MRI of the brain with and without contrast revealed a 3.2cm lesion
located at the midline, superior to the pituitary gland, and inferior to the optic
chiasm. The lesion’s anterior base was located on the planum sphenoidale and
it extended posteriorly to the posterior-most portion of the pituitary fossa.
Differential Diagnoses
·
Compressive space occupying lesion
·
Optic disc drusen
·
NAAION
Diagnosis and Discussion
The lesion was identified as a sphenoidal wing meningioma. The decision
to pursue further testing and identify the lesion could have been compromised by
the patient’s prior diagnosis of optic disc drusen. Had the visual changes been
misattributed to the drusen, the correct diagnosis could have substantially been
delayed. According to at least one study on suprasellar meningiomas, delay of
treatment was shown to be a prognostic factor for poorer visual outcomes. 1
This type of vision loss is not typical of drusen; especially with no change
in the appearance of the drusen from baseline photo documentation or changes
to the retinal nerve fiber layer with OCT imaging, as certain studies have shown
visual field defects correspond with progressively thinner nerve fiber layer on
OCT.2,3,4 Field defects most typical of optic nerve drusen include arcuate defects,
enlarged blind spot, and generalized constriction of the field. Effects on central
visual field and visual acuity are less common, and more often are associated
with secondary problems related to optic disc drusen such as ischemic optic
neuropathy5,6.
Meningiomas are about twice as likely to be found in women as in men,
and typically occur in patients aged 40-80. Most meningiomas are benign, and
can remain asymptomatic for long durations of time until they finally cause
symptoms from compression of nearby structures, as was the case with this
patient. Meningiomas located near the sphenoid bone can often compress the
optic nerve and lead to unilateral vision loss. They may also compress the
cavernous sinus and cause diplopia or numbness of the face, complaints which
this patient did not describe.7
Treatment/Management
The patient was scheduled shortly after diagnosis for surgery to remove
the tumor. After successful removal of the mass with orbitofrontal craniotomy
resection, the patient’s vision improved to 20/30. The visual field also showed
significant improvement in the paracentral defects that were previously
present. VFI increased to 81%, and mean deviation improved to -9.70 dB.
Conclusion
This case demonstrates the pivotal role that optometrists can play in a
patient’s healthcare. For this patient, a compressive lesion in the brain initially
presented with ocular complications before any other symptoms were
experienced. Had proper measures not been taken to identify the correct
underlying cause of the vision loss, treatment for the patient could have been
significantly delayed, and the visual outcome could have been adversely
affected.
Works Cited
1. Zevgaridis, D., R. J. Medele, A. Muller, A. C. Hischa, and H.-J. Steiger.

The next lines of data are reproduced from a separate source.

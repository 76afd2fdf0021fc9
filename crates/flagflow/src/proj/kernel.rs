//! Joins, meets, chart projection, and basis changes.

use super::cfg::{COINCIDENT_EPS, DEPENDENT_EPS, INFINITY_EPS};
use super::{Mat3, Vec3};
use crate::error::{FlagError, FlagResult};

/// Line through the projective points `p` and `q`, as the linear form `p × q`.
///
/// Fails with `CoincidentPoints` when `p` and `q` are scalar multiples of each
/// other (or one of them vanishes), since the join is then undefined.
pub fn connecting_line(p: &Vec3, q: &Vec3) -> FlagResult<Vec3> {
    let l = p.cross(q);
    if l.norm() <= COINCIDENT_EPS * p.norm() * q.norm() || l.norm() == 0.0 {
        return Err(FlagError::CoincidentPoints);
    }
    Ok(l)
}

/// Intersection point of the lines `l` and `m`, as `l × m`.
///
/// Returns the zero vector when both lines coincide.
#[inline]
pub fn line_intersection(l: &Vec3, m: &Vec3) -> Vec3 {
    l.cross(m)
}

/// True iff `p` and `q` are non-zero and represent the same projective point.
pub fn same_projective_point(p: &Vec3, q: &Vec3, tol: f64) -> bool {
    let (np, nq) = (p.norm(), q.norm());
    if np == 0.0 || nq == 0.0 {
        return false;
    }
    p.cross(q).norm() <= tol * np * nq
}

/// Representative of `point` on the affine plane `normal · x = 1`.
///
/// `normal` is expected to be a unit vector. Fails with `AtInfinity` when
/// `point` lies on the plane through the origin parallel to the chart.
pub fn project_point(normal: &Vec3, point: &Vec3) -> FlagResult<Vec3> {
    let s = point.dot(normal);
    if s.abs() <= INFINITY_EPS * point.norm() || !s.is_finite() {
        return Err(FlagError::AtInfinity);
    }
    Ok(point / s)
}

/// Relative determinant `det[a b c] / (|a|·|b|·|c|)`; zero if any column vanishes.
pub(crate) fn relative_det(a: &Vec3, b: &Vec3, c: &Vec3) -> f64 {
    let scale = a.norm() * b.norm() * c.norm();
    if scale == 0.0 || !scale.is_finite() {
        return 0.0;
    }
    Mat3::from_columns(&[*a, *b, *c]).determinant() / scale
}

/// Basis matrix with the given columns together with its inverse.
///
/// `context` names the caller in the `DegenerateBasis` error.
pub fn invert_basis(columns: [Vec3; 3], context: &'static str) -> FlagResult<(Mat3, Mat3)> {
    let [a, b, c] = columns;
    if relative_det(&a, &b, &c).abs() <= DEPENDENT_EPS {
        return Err(FlagError::DegenerateBasis { context });
    }
    let basis = Mat3::from_columns(&columns);
    let inverse = basis
        .try_inverse()
        .ok_or(FlagError::DegenerateBasis { context })?;
    Ok((basis, inverse))
}

/// `B · diag(d) · B⁻¹`: the diagonal map `d` written in standard coordinates.
#[inline]
pub fn conjugate_diagonal(basis: &Mat3, inverse: &Mat3, d: &Vec3) -> Mat3 {
    basis * Mat3::from_diagonal(d) * inverse
}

"Meningiomas of the Sellar Region Presenting with Visual Impairment: Impact of
Various Prognostic Factors on Surgical Outcome in 62 Patients." Acta
Neurochirurgica 143.5 (2001): 471-76.
2. Roh S, Noecker RJ, Schuman JS, Hedges TR, 3rd, Weiter JJ, Mattox C.
“Effect of optic nerve head drusen on nerve fiber layer thickness.”
Ophthalmology. 1998;105:878–85.
3. Gili, Pablo, Patricia Flores-Rodríguez, María Dolores Martin-Ríos, and Carmen
Carrasco Font. "Anatomical and Functional Impairment of the Nerve Fiber Layer
in Patients with Optic Nerve Head Drusen." Graefes Arch Clin Exp.10 (2013):
2421-428.
4. Casado, Alfonso, Gema Rebolleda, Laura Guerrero, Marina Leal, Inés
Contreras, Noelia Oblanca, and Francisco J. Muñoz-Negrete. "Measurement of
Retinal Nerve Fiber Layer and Macular Ganglion Cell–inner Plexiform Layer with
Spectral-domain Optical Coherence Tomography in Patients with Optic Nerve
Head Drusen." Graefes Arch Clin Exp Ophthalmol Graefe's Archive for Clinical
and Experimental Ophthalmology 252.10 (2014): 1653-660.
5. Lee, A., and M. Zimmerman. "The Rate of Visual Field Loss in Optic Nerve
Head Drusen." American Journal of Ophthalmology 139.6 (2005): 1062-066
6. Obuchowska, and Z. Mariak. "[Visual Field Defects in the Optic Disc Drusen]."
Klin Oczna 12th ser. 110.10 (2008): 357-60. Web
7. "Facts about Meningiomas." Brigham and Women's Hospital, 27 Feb. 2015.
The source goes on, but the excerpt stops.